▶ [TASK DETAILS] Whenever a line below mentions the word "BasicCredentials", that line should be copied.

▶ [DATA SECTION]
__________________________________________________

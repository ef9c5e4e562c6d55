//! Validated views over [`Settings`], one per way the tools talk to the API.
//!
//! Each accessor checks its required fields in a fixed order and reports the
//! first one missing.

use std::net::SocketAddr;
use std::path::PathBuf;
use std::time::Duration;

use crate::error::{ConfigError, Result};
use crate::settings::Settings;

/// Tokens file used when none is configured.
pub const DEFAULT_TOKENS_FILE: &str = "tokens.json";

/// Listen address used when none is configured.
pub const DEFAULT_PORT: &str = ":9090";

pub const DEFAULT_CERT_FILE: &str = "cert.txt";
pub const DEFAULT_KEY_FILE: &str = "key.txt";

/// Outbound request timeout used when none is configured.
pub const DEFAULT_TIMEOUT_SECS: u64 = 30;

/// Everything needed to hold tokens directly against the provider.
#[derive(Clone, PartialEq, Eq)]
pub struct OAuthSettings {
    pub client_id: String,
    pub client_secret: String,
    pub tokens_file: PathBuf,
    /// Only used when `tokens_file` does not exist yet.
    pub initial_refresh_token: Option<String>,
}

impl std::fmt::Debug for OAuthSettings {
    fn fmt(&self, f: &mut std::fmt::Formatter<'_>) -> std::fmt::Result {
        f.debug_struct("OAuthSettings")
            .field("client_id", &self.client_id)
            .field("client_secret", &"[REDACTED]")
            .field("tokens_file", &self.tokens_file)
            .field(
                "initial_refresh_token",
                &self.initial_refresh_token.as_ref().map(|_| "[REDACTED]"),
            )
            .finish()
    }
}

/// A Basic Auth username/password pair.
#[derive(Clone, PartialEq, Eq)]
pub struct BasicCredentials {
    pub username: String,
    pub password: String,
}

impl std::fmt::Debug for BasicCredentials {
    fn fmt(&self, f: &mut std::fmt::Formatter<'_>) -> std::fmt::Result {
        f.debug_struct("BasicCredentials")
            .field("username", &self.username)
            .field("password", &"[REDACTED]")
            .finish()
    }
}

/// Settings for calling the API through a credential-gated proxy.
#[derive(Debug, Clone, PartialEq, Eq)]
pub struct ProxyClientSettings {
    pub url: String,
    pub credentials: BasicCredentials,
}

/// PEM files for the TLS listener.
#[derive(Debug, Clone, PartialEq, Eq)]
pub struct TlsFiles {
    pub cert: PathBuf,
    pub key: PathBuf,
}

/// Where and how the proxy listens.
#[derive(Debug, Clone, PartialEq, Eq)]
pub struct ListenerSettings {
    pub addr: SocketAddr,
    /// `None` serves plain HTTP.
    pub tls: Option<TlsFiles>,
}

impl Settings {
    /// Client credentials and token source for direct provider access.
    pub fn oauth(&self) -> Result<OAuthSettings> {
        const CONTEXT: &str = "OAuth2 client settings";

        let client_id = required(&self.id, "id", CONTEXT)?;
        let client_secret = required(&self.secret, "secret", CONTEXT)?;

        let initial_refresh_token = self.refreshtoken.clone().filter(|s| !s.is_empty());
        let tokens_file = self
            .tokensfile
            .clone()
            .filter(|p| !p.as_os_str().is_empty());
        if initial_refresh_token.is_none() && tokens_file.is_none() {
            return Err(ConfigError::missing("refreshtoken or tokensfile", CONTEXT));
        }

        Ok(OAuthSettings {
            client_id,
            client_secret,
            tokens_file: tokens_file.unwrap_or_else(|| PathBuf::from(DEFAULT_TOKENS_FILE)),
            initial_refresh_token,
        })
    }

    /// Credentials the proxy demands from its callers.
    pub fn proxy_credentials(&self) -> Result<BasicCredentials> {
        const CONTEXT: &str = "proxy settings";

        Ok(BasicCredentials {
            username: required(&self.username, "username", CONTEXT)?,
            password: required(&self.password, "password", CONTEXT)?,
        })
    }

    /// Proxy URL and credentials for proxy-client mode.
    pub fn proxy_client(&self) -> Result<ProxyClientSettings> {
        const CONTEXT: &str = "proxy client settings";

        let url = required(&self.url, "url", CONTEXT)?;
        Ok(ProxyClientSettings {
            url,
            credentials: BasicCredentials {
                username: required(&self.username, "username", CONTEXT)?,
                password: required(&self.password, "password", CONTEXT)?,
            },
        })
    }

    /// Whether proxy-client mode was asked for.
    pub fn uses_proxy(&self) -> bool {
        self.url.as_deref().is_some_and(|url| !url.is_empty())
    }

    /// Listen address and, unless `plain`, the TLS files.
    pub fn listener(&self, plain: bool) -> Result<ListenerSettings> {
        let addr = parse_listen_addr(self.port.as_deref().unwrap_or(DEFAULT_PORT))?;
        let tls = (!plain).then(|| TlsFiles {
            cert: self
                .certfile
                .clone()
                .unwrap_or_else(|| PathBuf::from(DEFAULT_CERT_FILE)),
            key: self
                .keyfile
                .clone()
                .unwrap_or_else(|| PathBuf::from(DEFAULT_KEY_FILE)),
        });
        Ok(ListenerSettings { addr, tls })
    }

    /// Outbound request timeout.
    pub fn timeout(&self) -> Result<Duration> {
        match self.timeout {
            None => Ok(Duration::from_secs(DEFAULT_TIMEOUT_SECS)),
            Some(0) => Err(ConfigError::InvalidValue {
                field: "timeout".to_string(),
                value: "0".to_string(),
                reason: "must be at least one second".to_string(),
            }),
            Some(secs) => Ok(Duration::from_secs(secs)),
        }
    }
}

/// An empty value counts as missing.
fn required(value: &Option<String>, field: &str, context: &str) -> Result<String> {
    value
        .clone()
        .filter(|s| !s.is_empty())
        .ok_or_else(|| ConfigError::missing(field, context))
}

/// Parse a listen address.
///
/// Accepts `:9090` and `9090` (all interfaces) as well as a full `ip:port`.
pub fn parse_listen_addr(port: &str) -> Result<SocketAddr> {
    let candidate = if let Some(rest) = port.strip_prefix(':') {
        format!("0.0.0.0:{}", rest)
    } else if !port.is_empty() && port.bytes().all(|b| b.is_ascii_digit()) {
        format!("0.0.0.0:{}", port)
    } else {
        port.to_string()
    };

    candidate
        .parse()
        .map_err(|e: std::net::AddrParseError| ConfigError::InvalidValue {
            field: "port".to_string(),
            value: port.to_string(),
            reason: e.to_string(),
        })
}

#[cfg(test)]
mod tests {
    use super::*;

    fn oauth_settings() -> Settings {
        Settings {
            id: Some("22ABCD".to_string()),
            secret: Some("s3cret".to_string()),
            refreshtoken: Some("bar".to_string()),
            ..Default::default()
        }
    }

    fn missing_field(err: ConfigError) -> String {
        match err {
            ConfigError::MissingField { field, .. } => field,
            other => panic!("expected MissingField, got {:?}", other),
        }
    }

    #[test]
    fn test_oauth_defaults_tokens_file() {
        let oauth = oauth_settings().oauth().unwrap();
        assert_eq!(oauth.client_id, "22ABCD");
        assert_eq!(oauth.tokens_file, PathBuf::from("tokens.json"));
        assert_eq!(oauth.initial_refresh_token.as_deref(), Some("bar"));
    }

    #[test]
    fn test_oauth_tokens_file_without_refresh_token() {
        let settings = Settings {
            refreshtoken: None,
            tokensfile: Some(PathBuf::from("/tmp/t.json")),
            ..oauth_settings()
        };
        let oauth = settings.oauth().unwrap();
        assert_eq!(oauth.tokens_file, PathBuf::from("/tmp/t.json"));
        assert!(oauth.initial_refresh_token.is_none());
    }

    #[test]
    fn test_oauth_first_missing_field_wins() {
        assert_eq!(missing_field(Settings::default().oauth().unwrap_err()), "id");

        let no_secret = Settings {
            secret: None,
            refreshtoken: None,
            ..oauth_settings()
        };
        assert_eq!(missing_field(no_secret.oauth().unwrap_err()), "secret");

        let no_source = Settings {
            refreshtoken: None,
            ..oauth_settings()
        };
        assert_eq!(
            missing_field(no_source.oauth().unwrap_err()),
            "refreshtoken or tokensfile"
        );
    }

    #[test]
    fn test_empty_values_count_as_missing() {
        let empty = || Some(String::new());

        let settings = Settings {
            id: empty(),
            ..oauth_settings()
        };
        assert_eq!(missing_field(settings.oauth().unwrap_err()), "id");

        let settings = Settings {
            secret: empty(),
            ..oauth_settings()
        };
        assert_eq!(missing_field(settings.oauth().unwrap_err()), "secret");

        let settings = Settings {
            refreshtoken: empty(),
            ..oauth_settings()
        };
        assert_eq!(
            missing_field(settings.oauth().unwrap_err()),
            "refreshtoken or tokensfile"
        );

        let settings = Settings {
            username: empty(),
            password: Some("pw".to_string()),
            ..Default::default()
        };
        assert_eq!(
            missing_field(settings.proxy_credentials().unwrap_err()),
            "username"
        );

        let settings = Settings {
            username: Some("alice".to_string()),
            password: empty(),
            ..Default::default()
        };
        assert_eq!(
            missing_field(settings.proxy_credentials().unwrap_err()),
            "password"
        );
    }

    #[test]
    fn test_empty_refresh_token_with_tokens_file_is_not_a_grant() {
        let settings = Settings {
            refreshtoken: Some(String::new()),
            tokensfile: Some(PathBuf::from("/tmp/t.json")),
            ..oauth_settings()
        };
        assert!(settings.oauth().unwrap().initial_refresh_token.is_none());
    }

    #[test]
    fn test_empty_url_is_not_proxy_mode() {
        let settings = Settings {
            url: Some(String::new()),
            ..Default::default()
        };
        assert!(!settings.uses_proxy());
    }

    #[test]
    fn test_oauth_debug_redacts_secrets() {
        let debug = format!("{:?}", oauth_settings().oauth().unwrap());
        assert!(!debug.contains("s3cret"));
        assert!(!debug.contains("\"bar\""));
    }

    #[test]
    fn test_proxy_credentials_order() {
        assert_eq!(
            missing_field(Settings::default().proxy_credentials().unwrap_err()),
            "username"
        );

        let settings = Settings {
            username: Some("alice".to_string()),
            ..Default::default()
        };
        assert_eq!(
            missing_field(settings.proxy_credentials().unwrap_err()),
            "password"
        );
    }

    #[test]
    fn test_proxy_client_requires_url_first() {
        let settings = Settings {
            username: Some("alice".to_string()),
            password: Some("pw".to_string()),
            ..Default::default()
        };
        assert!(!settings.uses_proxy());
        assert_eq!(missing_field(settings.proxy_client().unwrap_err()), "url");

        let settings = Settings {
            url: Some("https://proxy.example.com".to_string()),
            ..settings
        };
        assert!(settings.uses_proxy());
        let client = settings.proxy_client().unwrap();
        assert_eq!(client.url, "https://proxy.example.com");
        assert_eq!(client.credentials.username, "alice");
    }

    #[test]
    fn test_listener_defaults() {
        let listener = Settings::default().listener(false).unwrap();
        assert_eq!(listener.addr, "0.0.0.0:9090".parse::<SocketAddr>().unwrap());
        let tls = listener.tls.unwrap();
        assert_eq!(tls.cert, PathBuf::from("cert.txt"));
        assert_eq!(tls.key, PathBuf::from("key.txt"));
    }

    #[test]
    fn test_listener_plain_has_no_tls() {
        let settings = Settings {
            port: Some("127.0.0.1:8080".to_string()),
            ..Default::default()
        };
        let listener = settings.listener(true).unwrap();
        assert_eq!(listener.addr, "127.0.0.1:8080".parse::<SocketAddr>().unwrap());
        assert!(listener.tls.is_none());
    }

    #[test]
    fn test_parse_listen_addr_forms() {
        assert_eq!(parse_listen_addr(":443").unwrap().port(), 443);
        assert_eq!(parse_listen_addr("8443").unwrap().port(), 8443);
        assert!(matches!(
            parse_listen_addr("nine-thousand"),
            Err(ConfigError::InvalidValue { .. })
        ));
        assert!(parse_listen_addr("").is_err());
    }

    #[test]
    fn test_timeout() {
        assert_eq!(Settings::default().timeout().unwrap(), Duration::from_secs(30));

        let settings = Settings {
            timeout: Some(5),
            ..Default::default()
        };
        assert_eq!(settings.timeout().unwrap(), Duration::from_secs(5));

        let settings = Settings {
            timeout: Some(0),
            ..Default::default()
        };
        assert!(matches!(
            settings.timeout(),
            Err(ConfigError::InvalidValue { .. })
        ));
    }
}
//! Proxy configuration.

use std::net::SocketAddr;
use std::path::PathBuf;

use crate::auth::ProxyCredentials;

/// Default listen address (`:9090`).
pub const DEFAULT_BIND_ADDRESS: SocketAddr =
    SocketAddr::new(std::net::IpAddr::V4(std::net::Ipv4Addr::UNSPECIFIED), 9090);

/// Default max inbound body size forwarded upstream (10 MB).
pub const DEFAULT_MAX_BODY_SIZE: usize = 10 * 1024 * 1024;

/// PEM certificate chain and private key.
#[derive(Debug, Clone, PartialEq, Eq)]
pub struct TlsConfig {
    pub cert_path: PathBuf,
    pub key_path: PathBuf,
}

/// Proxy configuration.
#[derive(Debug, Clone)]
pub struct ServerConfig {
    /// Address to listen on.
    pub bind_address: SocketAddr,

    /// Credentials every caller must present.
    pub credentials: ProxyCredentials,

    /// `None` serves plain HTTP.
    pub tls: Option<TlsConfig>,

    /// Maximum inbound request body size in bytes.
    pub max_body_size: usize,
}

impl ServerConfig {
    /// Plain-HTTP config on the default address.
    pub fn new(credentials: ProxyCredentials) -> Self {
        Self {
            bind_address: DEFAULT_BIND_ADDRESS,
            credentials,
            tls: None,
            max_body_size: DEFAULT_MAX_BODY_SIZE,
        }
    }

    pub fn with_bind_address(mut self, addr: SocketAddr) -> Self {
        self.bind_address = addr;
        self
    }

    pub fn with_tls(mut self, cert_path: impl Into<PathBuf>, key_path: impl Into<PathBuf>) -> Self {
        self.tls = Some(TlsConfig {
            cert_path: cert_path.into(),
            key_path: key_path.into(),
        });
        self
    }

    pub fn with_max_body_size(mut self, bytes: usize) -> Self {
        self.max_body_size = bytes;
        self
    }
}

__________________________________________________

▶ [SOLUTION BELOW]
pub struct BasicCredentials {
impl std::fmt::Debug for BasicCredentials {
        f.debug_struct("BasicCredentials")
    pub credentials: BasicCredentials,
    pub fn proxy_credentials(&self) -> Result<BasicCredentials> {
        Ok(BasicCredentials {
            credentials: BasicCredentials {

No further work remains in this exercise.